On 18 April 1945, during fighting preceding the Greek Civil War, many Slavic Macedonian inhabitants left the area. Many of them resettled in Štip, North Macedonia.

Kato Nevrokopi is now a majority Greek village and a major town just before the Greek-Bulgarian border.

==Climate==
Kato Nevrokopi has a humid continental climate. It is one of very few locations in Greece with this climate and is one of the coldest places in the country. It has cold and somewhat snowy winters and warm to hot somewhat humid summers. Precipitation tends to be balanced throughout the year, although there is a small Mediterranean climate influence resulting in July and August being, to a small degree, drier than the rest of the year. Temperatures of -20°C or below have been recorded numerous times in the past. However, there has been a warming trend in the last few years and such temperatures occur less often. Downpours and hail happen sometimes in form of showers in spring and summer. Blizzards and thick fogs in the wintertime have been reported occasionally.

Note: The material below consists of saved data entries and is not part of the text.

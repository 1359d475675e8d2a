//! Database abstraction traits
//!
//! This module defines the contracts the export core expects from the
//! database layer: a pool that hands out connections, and a connection that
//! runs read-only queries against the city database.

use crate::domain::geometry::Geometry;
use crate::domain::Result;
use async_trait::async_trait;
use chrono::{DateTime, NaiveDate, Utc};

/// A single decoded column value
#[derive(Debug, Clone, PartialEq)]
pub enum SqlValue {
    Null,
    Bool(bool),
    Int(i64),
    Float(f64),
    /// Exact decimal text of a NUMERIC column, scale preserved
    Numeric(String),
    Text(String),
    Date(NaiveDate),
    Timestamp(DateTime<Utc>),
    Geometry(Geometry),
}

impl SqlValue {
    /// Returns the integer value, if this is an integer column
    pub fn as_i64(&self) -> Option<i64> {
        match self {
            SqlValue::Int(v) => Some(*v),
            _ => None,
        }
    }

    /// Returns the float value, widening integers and decimals
    pub fn as_f64(&self) -> Option<f64> {
        match self {
            SqlValue::Float(v) => Some(*v),
            SqlValue::Int(v) => Some(*v as f64),
            SqlValue::Numeric(v) => v.parse().ok(),
            _ => None,
        }
    }

    /// Returns the text value, if this is a text column
    pub fn as_str(&self) -> Option<&str> {
        match self {
            SqlValue::Text(v) => Some(v),
            _ => None,
        }
    }

    /// Returns the geometry, if this is a geometry column
    pub fn as_geometry(&self) -> Option<&Geometry> {
        match self {
            SqlValue::Geometry(g) => Some(g),
            _ => None,
        }
    }

    pub fn is_null(&self) -> bool {
        matches!(self, SqlValue::Null)
    }
}

/// One result row
#[derive(Debug, Clone, Default, PartialEq)]
pub struct SqlRow {
    values: Vec<SqlValue>,
}

impl SqlRow {
    pub fn new(values: Vec<SqlValue>) -> Self {
        Self { values }
    }

    /// Value at a zero-based column index
    pub fn get(&self, index: usize) -> Option<&SqlValue> {
        self.values.get(index)
    }

    pub fn len(&self) -> usize {
        self.values.len()
    }

    pub fn is_empty(&self) -> bool {
        self.values.is_empty()
    }

    pub fn values(&self) -> &[SqlValue] {
        &self.values
    }

    pub fn into_values(self) -> Vec<SqlValue> {
        self.values
    }
}

impl From<Vec<SqlValue>> for SqlRow {
    fn from(values: Vec<SqlValue>) -> Self {
        Self::new(values)
    }
}

/// Query parameter
#[derive(Debug, Clone, PartialEq)]
pub enum SqlParam {
    Int(i64),
    Float(f64),
    Text(String),
    IntArray(Vec<i32>),
}

/// One live connection owned by a single export worker
///
/// Implementations are positioned (schema, transaction) before they are
/// handed out, so callers only run queries and finally commit.
#[async_trait]
pub trait ExportConnection: Send + Sync {
    /// Run a query and return all rows
    ///
    /// # Errors
    ///
    /// Returns `DatabaseError::Connection` when the connection is gone and
    /// `DatabaseError::Query` for any statement failure.
    async fn query(&self, sql: &str, params: &[SqlParam]) -> Result<Vec<SqlRow>>;

    /// Run a query whose text is unlikely to repeat
    ///
    /// Implementations that cache prepared statements per connection must
    /// not keep this one. Defaults to `query`.
    ///
    /// # Errors
    ///
    /// Same as `query`.
    async fn query_unprepared(&self, sql: &str, params: &[SqlParam]) -> Result<Vec<SqlRow>> {
        self.query(sql, params).await
    }

    /// Commit the connection's transaction
    ///
    /// # Errors
    ///
    /// Returns an error if the commit fails.
    async fn commit(&mut self) -> Result<()>;

    /// Release the connection back to its pool
    ///
    /// After this call the connection must not be used again.
    async fn close(&mut self);
}

/// Source of positioned export connections
#[async_trait]
pub trait ConnectionProvider: Send + Sync {
    type Connection: ExportConnection + 'static;

    /// Acquire one connection for exclusive use by a worker
    ///
    /// # Errors
    ///
    /// Returns `DatabaseError::Connection` if no connection can be obtained.
    async fn acquire(&self) -> Result<Self::Connection>;
}

#[cfg(test)]
mod tests {
    use super::*;
    use crate::domain::GeometryKind;

    #[test]
    fn test_value_accessors() {
        assert_eq!(SqlValue::Int(3).as_i64(), Some(3));
        assert_eq!(SqlValue::Int(3).as_f64(), Some(3.0));
        assert_eq!(SqlValue::Text("a".into()).as_str(), Some("a"));
        assert!(SqlValue::Null.is_null());
        assert!(SqlValue::Float(1.5).as_i64().is_none());
        assert_eq!(SqlValue::Numeric("12.50".into()).as_f64(), Some(12.5));
        assert_eq!(SqlValue::Numeric("NaN".into()).as_str(), None);

        let g = Geometry::new(GeometryKind::Point, 2, vec![1.0, 2.0]);
        assert_eq!(SqlValue::Geometry(g.clone()).as_geometry(), Some(&g));
    }

    #[test]
    fn test_row_access() {
        let row = SqlRow::from(vec![SqlValue::Int(1), SqlValue::Null]);
        assert_eq!(row.len(), 2);
        assert_eq!(row.get(0), Some(&SqlValue::Int(1)));
        assert_eq!(row.get(5), None);
    }
}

Climate data for Kato Nevrokopi (2010-2019)
| Month | Jan | Feb | Mar | Apr | May | Jun | Jul | Aug | Sep | Oct | Nov | Dec | Year |
| Mean daily maximum °C (°F) | 5.2 (41.4) | 9.3 (48.7) | 13.4 (56.1) | 18.5 (65.3) | 22.6 (72.7) | 26.9 (80.4) | 30.3 (86.5) | 31.1 (88.0) | 26.0 (78.8) | 19.2 (66.6) | 13.6 (56.5) | 6.8 (44.2) | 18.58 (65.44) |
| Daily mean °C (°F) | 0.45 (32.81) | 3.9 (39.0) | 7.2 (45.0) | 11.5 (52.7) | 15.7 (60.3) | 19.7 (67.5) | 22.25 (72.05) | 22.5 (72.5) | 18.15 (64.67) | 12.4 (54.3) | 8.05 (46.49) | 1.85 (35.33) | 11.97 (53.55) |
| Mean daily minimum °C (°F) | −4.3 (24.3) | −1.5 (29.3) | 1.0 (33.8) | 4.5 (40.1) | 8.8 (47.8) | 12.5 (54.5) | 14.2 (57.6) | 13.9 (57.0) | 10.3 (50.5) | 5.6 (42.1) | 2.5 (36.5) | −3.1 (26.4) | 5.37 (41.67) |
| Average rainfall mm (inches) | 65 (2.6) | 67 (2.6) | 64 (2.5) | 39 (1.5) | 68 (2.7) | 59 (2.3) | 39 (1.5) | 37 (1.5) | 46 (1.8) | 47 (1.9) | 73 (2.9) | 61 (2.4) | 665 (26.2) |
Source: National Observatory of Athens

==Transportation==

The EO57 road passes through the village: Drama Provincial Roads 12 and 13 branches off the EO57, towards Potamoi and Vathytopos respectively.